This is the seventh Administrative Safeguard Standard of the HIPAA Administrative Simplification Security Rule. It has five implementation specifications: Data backup plan; Disaster recovery plan; Emergency mode operation plan; Testing and revision procedures; and Applications and data criticality analysis. The first three are required; the last two are addressable. Addressable does not mean optional. Rather, an addressable implementation specification means that a covered entity must use reasonable and appropriate measures to meet the standard. Further, as HIPAA.com has noted earlier, business associates also will be required to comply with the Security Rule standards, effective February 17, 2010.
If a fire swept through a covered entity’s facility, the covered entity would need a plan to recover patient and billing files and to contact workforce members, patients, and business associate vendors to inform them of how it would stay in business.

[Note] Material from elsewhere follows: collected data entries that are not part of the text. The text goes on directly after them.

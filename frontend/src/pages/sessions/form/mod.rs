use leptos::*;

pub mod utils;
pub mod view_model;

mod panel;

pub use panel::SessionFormPanel;
pub use utils::FormMode;

#[component]
pub fn SessionFormPage(mode: FormMode) -> impl IntoView {
    view! { <SessionFormPanel mode=mode /> }
}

This standard requires covered entities to establish contingency plans to respond to emergencies that could adversely impact electronic protected health information. The list of potential emergencies needs to be compiled during the covered entity’s required risk analysis, and may include, but is not limited to, power outage, vandalism, system failure, theft, disk crash, fire, chemical spill, and natural disasters such as tornado, earthquake, flood, and hurricane. Contingency plans focus on safeguarding electronic protected health information and recovery for systems that may be impaired as the result of an emergency.
With growing use of electronic business systems by covered entities, increasing attention must not only be placed on having a contingency plan, but also periodically testing and updating the plan. This Contingency Plan standard reflects the importance of that attention, to say nothing of the increased penalties for failure that are included in the HITECH provisions that were enacted as part of the American Recovery and Reinvestment Act (ARRA) signed by President Obama on February 17, 2009.

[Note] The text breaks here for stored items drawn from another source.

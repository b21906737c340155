//! Client-side form rules. A failing rule blocks submission before any request is sent.

#[derive(Debug, Clone, PartialEq, Eq)]
pub struct FieldError {
    pub field: &'static str,
    pub message: String,
}

impl FieldError {
    fn new(field: &'static str, message: impl Into<String>) -> Self {
        Self {
            field,
            message: message.into(),
        }
    }
}

pub fn required(field: &'static str, value: &str) -> Result<(), FieldError> {
    if value.trim().is_empty() {
        Err(FieldError::new(field, format!("{} is required", field)))
    } else {
        Ok(())
    }
}

pub fn length_between(
    field: &'static str,
    value: &str,
    min: usize,
    max: usize,
) -> Result<(), FieldError> {
    let len = value.chars().count();
    if len < min {
        return Err(FieldError::new(
            field,
            format!("{} must be at least {} characters", field, min),
        ));
    }
    if len > max {
        return Err(FieldError::new(
            field,
            format!("{} must be at most {} characters", field, max),
        ));
    }
    Ok(())
}

pub fn max_length(field: &'static str, value: &str, max: usize) -> Result<(), FieldError> {
    length_between(field, value, 0, max)
}

pub fn email(field: &'static str, value: &str) -> Result<(), FieldError> {
    if is_email(value) {
        Ok(())
    } else {
        Err(FieldError::new(field, format!("{} is not a valid email", field)))
    }
}

fn is_email(value: &str) -> bool {
    if value.chars().any(char::is_whitespace) {
        return false;
    }
    let mut parts = value.split('@');
    let (Some(local), Some(domain), None) = (parts.next(), parts.next(), parts.next()) else {
        return false;
    };
    !local.is_empty() && !domain.is_empty() && domain.split('.').all(|label| !label.is_empty())
}

/// Runs every check and keeps the failures, in field order.
pub fn collect(checks: impl IntoIterator<Item = Result<(), FieldError>>) -> Vec<FieldError> {
    checks.into_iter().filter_map(Result::err).collect()
}

#[cfg(test)]
mod tests {
    use super::*;

    #[test]
    fn required_rejects_blank_values() {
        assert!(required("email", "").is_err());
        assert!(required("email", "   ").is_err());
        assert!(required("email", "a").is_ok());
    }

    #[test]
    fn email_rule_follows_form_semantics() {
        assert!(email("email", "yoga@studio.com").is_ok());
        assert!(email("email", "yoga@studio").is_ok());
        assert!(email("email", "abc").is_err());
        assert!(email("email", "a@@b").is_err());
        assert!(email("email", "a@b.").is_err());
        assert!(email("email", "a b@c.d").is_err());
    }

    #[test]
    fn length_rules_count_characters() {
        assert!(length_between("firstName", "Ki", 3, 20).is_err());
        assert!(length_between("firstName", "Kim", 3, 20).is_ok());
        assert!(length_between("firstName", &"x".repeat(21), 3, 20).is_err());
        assert!(max_length("description", &"é".repeat(2000), 2000).is_ok());
        assert!(max_length("description", &"é".repeat(2001), 2000).is_err());
    }

    #[test]
    fn collect_keeps_only_failures() {
        let errors = collect([required("name", ""), required("date", "2025-01-01")]);
        assert_eq!(errors.len(), 1);
        assert_eq!(errors[0].field, "name");
    }
}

The Contingency Plan standard requires covered entities to develop and implement data backup, disaster recovery, and emergency mode operation plans. Even in the absence of the required Contingency Plan standard of the Security Rule, it would be prudent business practice to do such development and implementation with electronic business systems. During the risk assessment, for preparation of the Contingency Plan by a covered entity, key questions would be:
» What are likely losses that could occur, and from what source?
» How would the covered entity’s customers be affected?
» What impact would there be on a covered entity’s reputation from a loss?
» What are likely costs associated with any loss?
» What are efforts, costs, and time needed to recover?
» What is the impact on the covered entity’s viability as a business?
In general, the following steps will assist any covered entity develop and implement a Contingency Plan:
» The covered entity establishes a contingency planning group in the covered entity, chaired by the Security Official.
» The planning group assesses threats and vulnerabilities as part of the covered entity’s required risk analysis.
» The planning group assigns priorities to threats and vulnerabilities that may impact computer systems and electronic protected health information.
» The Security Official, with assistance of the planning group, develops policies and procedures for contingency recovery strategies.
» The Security Official implements contingency recovery plans, discusses these plans with workforce members, trains key workforce members to implement plan provisions in the event of a contingency, and periodically tests workforce member compliance and performance with plan provisions.
» The Security Official reviews and updates the covered entity’s contingency plans periodically.